§ **PROBLEM REQUIREMENTS**
From the data that follows, report the number of lines including "nothing", and only that number.

§ **SUPPLIED DATA**

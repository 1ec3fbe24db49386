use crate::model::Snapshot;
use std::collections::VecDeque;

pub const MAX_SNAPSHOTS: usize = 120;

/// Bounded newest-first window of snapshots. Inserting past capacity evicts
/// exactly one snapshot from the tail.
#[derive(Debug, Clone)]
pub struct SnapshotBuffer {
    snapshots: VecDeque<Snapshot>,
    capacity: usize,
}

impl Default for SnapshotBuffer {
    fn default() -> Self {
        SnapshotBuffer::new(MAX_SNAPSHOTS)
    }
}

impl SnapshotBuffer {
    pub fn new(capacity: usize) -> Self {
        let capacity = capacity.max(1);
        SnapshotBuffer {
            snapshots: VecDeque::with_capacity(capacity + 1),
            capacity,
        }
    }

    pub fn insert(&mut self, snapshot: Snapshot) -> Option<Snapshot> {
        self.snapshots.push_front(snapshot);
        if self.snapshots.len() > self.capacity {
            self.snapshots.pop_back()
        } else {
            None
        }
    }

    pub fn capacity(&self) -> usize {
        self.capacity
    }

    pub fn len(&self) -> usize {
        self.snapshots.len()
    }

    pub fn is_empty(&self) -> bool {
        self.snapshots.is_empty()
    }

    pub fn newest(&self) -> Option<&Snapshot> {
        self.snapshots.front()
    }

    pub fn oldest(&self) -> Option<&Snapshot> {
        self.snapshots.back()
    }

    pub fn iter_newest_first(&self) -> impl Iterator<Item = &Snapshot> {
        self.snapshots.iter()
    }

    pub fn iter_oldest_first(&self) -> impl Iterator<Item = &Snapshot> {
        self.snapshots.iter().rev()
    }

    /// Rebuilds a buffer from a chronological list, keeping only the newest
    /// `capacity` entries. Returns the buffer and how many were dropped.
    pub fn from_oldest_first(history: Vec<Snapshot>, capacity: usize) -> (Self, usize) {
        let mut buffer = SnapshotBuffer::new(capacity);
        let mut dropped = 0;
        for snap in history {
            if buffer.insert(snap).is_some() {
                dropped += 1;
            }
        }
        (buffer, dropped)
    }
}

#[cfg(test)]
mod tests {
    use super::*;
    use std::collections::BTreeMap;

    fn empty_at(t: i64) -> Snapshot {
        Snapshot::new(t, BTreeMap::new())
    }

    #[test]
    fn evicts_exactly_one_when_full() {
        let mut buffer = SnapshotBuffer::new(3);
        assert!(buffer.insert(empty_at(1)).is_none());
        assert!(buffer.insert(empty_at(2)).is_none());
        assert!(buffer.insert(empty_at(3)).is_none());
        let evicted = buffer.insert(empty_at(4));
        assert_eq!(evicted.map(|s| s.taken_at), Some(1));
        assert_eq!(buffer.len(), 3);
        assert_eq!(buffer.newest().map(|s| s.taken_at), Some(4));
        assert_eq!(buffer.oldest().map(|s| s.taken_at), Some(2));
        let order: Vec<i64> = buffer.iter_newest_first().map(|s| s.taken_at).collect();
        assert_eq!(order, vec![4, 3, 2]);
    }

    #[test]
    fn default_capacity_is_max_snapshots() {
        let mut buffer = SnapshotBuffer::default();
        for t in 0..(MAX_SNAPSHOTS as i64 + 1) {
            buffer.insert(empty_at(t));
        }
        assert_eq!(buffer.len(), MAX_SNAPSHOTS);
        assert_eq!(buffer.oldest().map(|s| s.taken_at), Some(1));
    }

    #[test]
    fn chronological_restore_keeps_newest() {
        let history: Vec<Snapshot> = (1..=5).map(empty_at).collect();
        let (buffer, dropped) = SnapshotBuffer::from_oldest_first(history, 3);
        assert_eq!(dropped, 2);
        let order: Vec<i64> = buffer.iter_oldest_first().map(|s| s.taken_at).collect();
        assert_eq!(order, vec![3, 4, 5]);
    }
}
...
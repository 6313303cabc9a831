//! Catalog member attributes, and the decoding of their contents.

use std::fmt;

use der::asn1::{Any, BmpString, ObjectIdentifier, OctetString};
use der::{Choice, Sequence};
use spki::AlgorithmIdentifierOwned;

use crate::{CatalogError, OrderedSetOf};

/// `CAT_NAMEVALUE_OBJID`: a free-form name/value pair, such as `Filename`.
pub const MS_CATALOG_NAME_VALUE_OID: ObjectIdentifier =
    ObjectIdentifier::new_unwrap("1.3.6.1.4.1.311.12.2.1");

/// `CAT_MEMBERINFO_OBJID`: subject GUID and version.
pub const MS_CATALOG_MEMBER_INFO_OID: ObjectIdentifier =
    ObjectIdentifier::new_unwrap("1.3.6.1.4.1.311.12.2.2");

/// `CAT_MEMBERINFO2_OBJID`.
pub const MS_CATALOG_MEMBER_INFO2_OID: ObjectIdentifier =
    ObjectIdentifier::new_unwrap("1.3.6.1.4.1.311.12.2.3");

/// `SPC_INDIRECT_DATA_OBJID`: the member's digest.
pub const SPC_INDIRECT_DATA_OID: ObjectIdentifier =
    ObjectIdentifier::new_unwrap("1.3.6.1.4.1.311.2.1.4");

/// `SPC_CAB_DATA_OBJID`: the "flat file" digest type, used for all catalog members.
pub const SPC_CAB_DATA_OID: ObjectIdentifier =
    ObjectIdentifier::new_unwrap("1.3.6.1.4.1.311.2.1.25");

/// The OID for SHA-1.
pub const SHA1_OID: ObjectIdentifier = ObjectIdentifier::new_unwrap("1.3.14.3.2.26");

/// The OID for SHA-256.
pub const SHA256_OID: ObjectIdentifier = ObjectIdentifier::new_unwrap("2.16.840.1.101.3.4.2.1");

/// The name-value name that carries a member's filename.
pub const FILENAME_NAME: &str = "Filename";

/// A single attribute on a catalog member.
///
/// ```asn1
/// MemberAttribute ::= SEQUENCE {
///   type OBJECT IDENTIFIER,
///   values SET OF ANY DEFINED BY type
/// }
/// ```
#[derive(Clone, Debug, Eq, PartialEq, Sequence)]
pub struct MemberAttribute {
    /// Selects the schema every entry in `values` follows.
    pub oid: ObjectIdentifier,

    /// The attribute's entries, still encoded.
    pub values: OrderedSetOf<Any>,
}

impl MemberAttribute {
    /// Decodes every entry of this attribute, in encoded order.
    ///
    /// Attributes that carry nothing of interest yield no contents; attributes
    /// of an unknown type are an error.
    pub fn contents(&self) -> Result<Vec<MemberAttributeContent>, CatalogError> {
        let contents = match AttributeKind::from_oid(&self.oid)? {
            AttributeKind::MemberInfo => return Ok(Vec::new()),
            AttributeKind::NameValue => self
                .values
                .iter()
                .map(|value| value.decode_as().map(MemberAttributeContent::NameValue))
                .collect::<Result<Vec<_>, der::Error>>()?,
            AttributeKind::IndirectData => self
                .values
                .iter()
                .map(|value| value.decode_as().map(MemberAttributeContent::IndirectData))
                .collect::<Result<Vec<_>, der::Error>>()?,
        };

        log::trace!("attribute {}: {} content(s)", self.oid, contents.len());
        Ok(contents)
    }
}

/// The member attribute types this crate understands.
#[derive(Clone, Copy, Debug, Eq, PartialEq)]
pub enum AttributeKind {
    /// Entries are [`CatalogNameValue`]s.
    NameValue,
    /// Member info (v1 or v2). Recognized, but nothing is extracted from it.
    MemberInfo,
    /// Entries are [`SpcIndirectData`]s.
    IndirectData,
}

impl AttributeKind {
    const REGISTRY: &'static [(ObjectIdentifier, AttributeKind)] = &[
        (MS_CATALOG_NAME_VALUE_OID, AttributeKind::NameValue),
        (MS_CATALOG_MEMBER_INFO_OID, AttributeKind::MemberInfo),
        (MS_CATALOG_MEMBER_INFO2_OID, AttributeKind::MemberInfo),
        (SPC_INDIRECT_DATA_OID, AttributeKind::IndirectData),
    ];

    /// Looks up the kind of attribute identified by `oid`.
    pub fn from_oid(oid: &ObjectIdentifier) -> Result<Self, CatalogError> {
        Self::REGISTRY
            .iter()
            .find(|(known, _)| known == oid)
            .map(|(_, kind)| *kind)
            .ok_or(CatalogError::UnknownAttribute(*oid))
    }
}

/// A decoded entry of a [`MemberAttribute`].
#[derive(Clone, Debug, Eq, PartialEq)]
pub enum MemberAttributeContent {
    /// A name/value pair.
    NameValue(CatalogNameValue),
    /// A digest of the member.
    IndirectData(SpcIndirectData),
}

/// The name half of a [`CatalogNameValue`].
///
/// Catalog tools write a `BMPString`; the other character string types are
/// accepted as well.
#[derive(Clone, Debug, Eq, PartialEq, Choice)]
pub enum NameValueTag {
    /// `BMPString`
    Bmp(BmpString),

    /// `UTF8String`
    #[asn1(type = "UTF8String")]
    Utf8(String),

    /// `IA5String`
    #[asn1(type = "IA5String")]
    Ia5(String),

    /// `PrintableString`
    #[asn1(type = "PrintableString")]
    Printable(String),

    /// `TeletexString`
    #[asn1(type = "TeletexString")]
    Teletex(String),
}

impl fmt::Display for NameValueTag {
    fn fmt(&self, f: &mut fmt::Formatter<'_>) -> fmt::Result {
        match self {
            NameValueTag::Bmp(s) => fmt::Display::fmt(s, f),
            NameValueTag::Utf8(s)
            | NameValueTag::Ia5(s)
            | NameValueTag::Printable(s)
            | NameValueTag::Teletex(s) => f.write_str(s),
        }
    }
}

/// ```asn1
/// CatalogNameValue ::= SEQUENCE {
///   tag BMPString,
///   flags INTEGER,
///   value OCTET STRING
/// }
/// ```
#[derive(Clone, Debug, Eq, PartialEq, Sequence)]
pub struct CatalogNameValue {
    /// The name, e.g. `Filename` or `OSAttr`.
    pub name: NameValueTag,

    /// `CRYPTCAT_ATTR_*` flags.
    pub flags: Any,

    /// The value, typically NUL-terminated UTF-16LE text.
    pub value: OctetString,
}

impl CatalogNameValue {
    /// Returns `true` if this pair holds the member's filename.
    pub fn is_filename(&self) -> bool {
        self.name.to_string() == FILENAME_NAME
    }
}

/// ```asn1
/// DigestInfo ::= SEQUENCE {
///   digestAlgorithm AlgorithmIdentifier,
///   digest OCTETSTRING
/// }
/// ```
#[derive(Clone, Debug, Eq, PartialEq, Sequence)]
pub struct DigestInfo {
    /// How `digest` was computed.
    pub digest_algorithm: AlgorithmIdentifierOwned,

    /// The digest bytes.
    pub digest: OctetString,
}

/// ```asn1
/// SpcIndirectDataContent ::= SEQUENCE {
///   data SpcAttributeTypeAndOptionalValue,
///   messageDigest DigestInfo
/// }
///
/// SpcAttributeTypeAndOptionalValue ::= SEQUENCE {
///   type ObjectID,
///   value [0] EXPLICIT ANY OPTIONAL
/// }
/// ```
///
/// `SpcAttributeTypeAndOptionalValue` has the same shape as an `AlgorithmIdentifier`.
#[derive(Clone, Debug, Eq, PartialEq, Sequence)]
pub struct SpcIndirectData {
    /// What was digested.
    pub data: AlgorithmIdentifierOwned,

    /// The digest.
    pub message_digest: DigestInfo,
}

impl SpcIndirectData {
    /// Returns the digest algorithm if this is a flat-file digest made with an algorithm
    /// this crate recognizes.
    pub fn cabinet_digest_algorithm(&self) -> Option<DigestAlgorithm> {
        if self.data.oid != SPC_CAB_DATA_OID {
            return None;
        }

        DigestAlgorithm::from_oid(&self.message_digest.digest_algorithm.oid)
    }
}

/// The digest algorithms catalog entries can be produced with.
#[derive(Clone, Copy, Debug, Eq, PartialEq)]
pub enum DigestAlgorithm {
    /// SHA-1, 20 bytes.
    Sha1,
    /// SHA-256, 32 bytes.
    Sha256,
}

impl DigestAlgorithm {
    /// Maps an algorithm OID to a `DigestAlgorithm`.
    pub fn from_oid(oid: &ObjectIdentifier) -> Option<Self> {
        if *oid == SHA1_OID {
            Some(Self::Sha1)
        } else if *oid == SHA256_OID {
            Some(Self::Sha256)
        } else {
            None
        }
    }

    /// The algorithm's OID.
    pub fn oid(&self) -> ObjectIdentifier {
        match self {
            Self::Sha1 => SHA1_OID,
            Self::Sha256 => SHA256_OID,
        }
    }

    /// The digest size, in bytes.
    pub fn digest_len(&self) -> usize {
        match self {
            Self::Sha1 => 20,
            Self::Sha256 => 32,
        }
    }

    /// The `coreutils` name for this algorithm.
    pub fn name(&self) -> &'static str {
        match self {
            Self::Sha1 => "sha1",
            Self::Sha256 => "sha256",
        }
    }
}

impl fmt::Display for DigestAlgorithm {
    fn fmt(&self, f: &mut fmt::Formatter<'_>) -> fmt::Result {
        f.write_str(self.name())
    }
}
* * *
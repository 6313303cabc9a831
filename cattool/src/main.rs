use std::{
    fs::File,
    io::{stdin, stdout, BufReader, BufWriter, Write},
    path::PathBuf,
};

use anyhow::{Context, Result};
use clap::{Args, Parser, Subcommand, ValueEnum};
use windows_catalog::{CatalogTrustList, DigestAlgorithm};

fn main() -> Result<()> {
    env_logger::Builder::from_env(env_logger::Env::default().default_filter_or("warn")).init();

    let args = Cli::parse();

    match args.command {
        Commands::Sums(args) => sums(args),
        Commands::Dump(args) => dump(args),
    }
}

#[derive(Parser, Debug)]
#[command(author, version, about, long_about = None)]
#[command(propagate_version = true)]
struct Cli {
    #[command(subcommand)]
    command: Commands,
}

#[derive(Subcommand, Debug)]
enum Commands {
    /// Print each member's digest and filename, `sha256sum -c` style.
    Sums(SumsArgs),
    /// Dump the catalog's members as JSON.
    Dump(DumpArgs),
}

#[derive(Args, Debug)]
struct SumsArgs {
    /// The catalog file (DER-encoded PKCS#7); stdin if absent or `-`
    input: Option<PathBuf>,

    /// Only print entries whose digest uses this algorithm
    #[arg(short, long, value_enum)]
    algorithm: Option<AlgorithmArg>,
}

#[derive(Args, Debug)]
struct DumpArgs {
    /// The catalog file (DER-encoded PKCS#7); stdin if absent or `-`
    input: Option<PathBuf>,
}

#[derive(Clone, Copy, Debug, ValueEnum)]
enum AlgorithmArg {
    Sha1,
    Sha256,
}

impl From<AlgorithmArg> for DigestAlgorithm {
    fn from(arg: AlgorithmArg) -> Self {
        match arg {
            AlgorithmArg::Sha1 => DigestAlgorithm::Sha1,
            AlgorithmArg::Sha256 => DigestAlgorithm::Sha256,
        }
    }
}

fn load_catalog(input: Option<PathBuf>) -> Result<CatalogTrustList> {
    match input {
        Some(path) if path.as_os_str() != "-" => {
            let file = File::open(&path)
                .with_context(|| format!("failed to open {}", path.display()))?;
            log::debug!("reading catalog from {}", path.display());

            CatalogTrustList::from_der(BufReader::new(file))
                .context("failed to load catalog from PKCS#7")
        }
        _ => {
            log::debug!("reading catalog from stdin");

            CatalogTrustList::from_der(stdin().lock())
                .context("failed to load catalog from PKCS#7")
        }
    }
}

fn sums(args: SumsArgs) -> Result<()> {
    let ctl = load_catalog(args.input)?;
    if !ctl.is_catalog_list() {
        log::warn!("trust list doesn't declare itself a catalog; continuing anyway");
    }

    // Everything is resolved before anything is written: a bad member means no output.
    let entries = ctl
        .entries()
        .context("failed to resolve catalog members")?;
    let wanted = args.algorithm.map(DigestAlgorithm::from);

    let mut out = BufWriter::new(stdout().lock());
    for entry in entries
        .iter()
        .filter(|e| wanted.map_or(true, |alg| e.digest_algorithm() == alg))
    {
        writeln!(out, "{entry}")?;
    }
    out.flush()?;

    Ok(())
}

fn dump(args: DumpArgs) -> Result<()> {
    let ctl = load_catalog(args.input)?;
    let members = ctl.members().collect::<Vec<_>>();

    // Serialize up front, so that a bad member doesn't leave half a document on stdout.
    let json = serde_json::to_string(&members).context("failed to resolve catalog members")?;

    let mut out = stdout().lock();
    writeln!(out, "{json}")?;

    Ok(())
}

§ **WRITTEN ANSWER**
2